Two more attorneys did not. David Gruber and Pat Trunzo, both members of the Committee To Stop Airport Expansion, litigants and in Trunzo's case a former town board member, argued against rapid action. Like other speakers, they want the town to pay to put the tower up and see how it works.
Simply put, the airport cannot exist without FAA grants, Margie Saurenman, vice president of the East Hampton Aviation Association, asserted. She said it would be "fiscally reckless" for the town to use the airport's small surplus for the control tower. Her sentiment was shared by a number of speakers, including Kenneth Lee, who noted most municipalities work hard to get funding from the FAA. Take the federal dollars that other municipalities would beg for, he urged.
Others in favor of the funding spoke of the importance of the airport in terms of providing jobs and bolstering the town's economy. Shouldn't we do all we can to promote one of the economic drivers of the town, Rod Davidson queried rhetorically. Margaret Turner of the East Hampton Business Alliance spoke of the airport as a valuable asset that needs to be maintained in the best possible condition, and former town councilwoman Diana Weir submitted a report outlining the economic impact of aviation on communities. Britton Bistrian pointed out that for many visitors, the airport is the gateway to East Hampton.
More like gateway to misery, to hear some residents tell it. Barry Raebeck, chair of the Quiet Skies Coalition, wore black, he said, because he's in mourning for the destruction of the rural quality of East Hampton.
Dan Rudansky of the Noyac Citizens Advisory Committee read a resolution from his group stating support for discontinuing FAA agreements. He reported air traffic was recently re-routed over his community. Patricia Currie complained she and her neighbors built their homes in Noyac years ago "nowhere near the airport." Recent re-routing has sent the noisy traffic over homes where Southampton Town residents "suffer every day." Curry noted that if people in Noyac could vote in East Hampton "certain people" on the town board wouldn't be sitting there.
Taking another perspective, however, Eric Salzmann of North Sea offered, "If you had a control tower 10 years ago, we wouldn't be having this debate today."
While some suggested Gruber, Trunzo and others want to shutter the airport entirely, Robert Wolfram from Sag Harbor said he has yet to meet anybody who wants to close the facility.
Some speakers didn't espouse ardent opinions on either side, but merely asked questions.
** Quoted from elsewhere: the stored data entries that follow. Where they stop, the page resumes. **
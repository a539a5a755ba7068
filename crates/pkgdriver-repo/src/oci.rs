//! OCI registry client
//!
//! Charts are stored as OCI artifacts with a single chart content layer.
//! Pulls go by digest when one is known, by tag otherwise.

use oci_distribution::Reference;
use oci_distribution::client::{Client, ClientConfig, ClientProtocol};
use pkgdriver_core::PackageSource;
use std::path::Path;

use crate::credentials::DockerConfig;
use crate::error::{RepoError, Result};

/// Media types for charts in OCI
pub mod media_types {
    /// Chart config
    pub const HELM_CONFIG: &str = "application/vnd.cncf.helm.config.v1+json";
    /// Chart content layer
    pub const HELM_CONTENT: &str = "application/vnd.cncf.helm.chart.content.v1.tar+gzip";
}

/// A chart archive pulled from a registry
#[derive(Debug, Clone)]
pub struct PulledChart {
    /// Raw `.tgz` bytes of the chart content layer
    pub data: Vec<u8>,
    /// Manifest digest reported by the registry
    pub manifest_digest: Option<String>,
}

/// OCI registry client authenticated from a credentials file
pub struct RegistryClient {
    client: Client,
    credentials: DockerConfig,
}

impl RegistryClient {
    /// Create a client using the given credentials
    pub fn new(credentials: DockerConfig) -> Self {
        Self {
            client: Self::create_client(ClientProtocol::Https),
            credentials,
        }
    }

    /// Create a client with anonymous access to every registry
    pub fn anonymous() -> Self {
        Self::new(DockerConfig::default())
    }

    /// Create a client from a docker-style credentials file
    pub fn from_credentials_file(path: &Path) -> Result<Self> {
        let credentials = DockerConfig::load(path)?;
        tracing::debug!(
            path = %path.display(),
            registries = credentials.auths.len(),
            "loaded registry credentials"
        );
        Ok(Self::new(credentials))
    }

    /// Talk plain http to the listed registries (`host` or `host:port`)
    pub fn with_plain_http_registries(mut self, registries: Vec<String>) -> Self {
        if !registries.is_empty() {
            self.client = Self::create_client(ClientProtocol::HttpsExcept(registries));
        }
        self
    }

    fn create_client(protocol: ClientProtocol) -> Client {
        let config = ClientConfig {
            protocol,
            ..Default::default()
        };
        Client::new(config)
    }

    /// Credentials this client was built with
    pub fn credentials(&self) -> &DockerConfig {
        &self.credentials
    }

    /// Pull the chart content layer for `reference`
    pub async fn pull_chart(&self, reference: &OciReference) -> Result<PulledChart> {
        let oci_ref = reference.to_reference()?;
        let auth = self.credentials.registry_auth(&reference.registry);

        tracing::debug!(reference = %reference.to_oci_string(), "pulling chart");
        let image_data = self
            .client
            .pull(
                &oci_ref,
                &auth,
                vec![media_types::HELM_CONFIG, media_types::HELM_CONTENT],
            )
            .await
            .map_err(|e| {
                let message = e.to_string();
                let lowered = message.to_lowercase();
                if lowered.contains("manifest unknown") || lowered.contains("not found") {
                    RepoError::OciManifestNotFound {
                        reference: reference.to_oci_string(),
                    }
                } else if lowered.contains("unauthorized") || lowered.contains("denied") {
                    RepoError::AuthFailed { message }
                } else {
                    RepoError::OciError {
                        message: format!("Failed to pull {}: {}", reference.to_oci_string(), message),
                    }
                }
            })?;

        let chart_layer = image_data
            .layers
            .into_iter()
            .find(|l| l.media_type == media_types::HELM_CONTENT)
            .ok_or_else(|| RepoError::OciError {
                message: "No chart content layer found in manifest".to_string(),
            })?;

        Ok(PulledChart {
            data: chart_layer.data,
            manifest_digest: image_data.digest,
        })
    }
}

/// OCI reference helper
#[derive(Debug, Clone, PartialEq, Eq)]
pub struct OciReference {
    pub registry: String,
    pub repository: String,
    pub tag: Option<String>,
    pub digest: Option<String>,
}

impl OciReference {
    /// Parse an OCI reference string
    pub fn parse(s: &str) -> Result<Self> {
        let clean = s
            .trim_start_matches("oci://")
            .trim_start_matches("https://")
            .trim_start_matches("http://");

        let (registry, rest) =
            clean
                .split_once('/')
                .ok_or_else(|| RepoError::InvalidOciReference {
                    reference: s.to_string(),
                })?;
        if registry.is_empty() || rest.is_empty() {
            return Err(RepoError::InvalidOciReference {
                reference: s.to_string(),
            });
        }

        let (repo_tag, digest) = match rest.rsplit_once('@') {
            Some((repo_tag, digest)) => (repo_tag, Some(digest.to_string())),
            None => (rest, None),
        };

        let (repository, tag) = match repo_tag.rsplit_once(':') {
            Some((r, t)) if !r.is_empty() && !t.contains('/') => (r.to_string(), Some(t.to_string())),
            _ => (repo_tag.to_string(), None),
        };

        Ok(Self {
            registry: registry.to_string(),
            repository,
            tag,
            digest,
        })
    }

    /// Reference for a package source
    ///
    /// The source version becomes the tag (`+` is not legal in OCI tags and
    /// is stored as `_`); the source digest pins the manifest.
    pub fn from_source(source: &PackageSource) -> Result<Self> {
        let mut reference = Self::parse(&source.chart_uri())?;
        if !source.version.is_empty() {
            reference.tag = Some(source.version.replace('+', "_"));
        }
        if !source.digest.is_empty() {
            reference.digest = Some(source.digest.clone());
        }
        Ok(reference)
    }

    /// Convert to string representation
    pub fn to_oci_string(&self) -> String {
        let mut s = format!("{}/{}", self.registry, self.repository);
        if let Some(tag) = &self.tag {
            s.push(':');
            s.push_str(tag);
        }
        if let Some(digest) = &self.digest {
            s.push('@');
            s.push_str(digest);
        }
        s
    }

    fn to_reference(&self) -> Result<Reference> {
        let s = self.to_oci_string();
        Reference::try_from(s.as_str()).map_err(|e| RepoError::InvalidOciReference {
            reference: format!("{}: {}", s, e),
        })
    }
}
One wondered what types of landing fees pilots pay and another wanted to know if taking FAA money would mean larger aircraft could use the airport.
As the hearing drew to a close Supervisor Bill Wilkinson noted the absence of a passionate advocate who's spoken about aircraft noise repeatedly. Frank Dalene, the supervisor reported, had been in a motorcycle accident and was in the hospital.
Finally, Martin Drew was the sole speaker to focus on the actual construction of the deer fence . . . Remember? The purpose of the hearing? He said he'd like the board to move forward with the project so he can bid on it.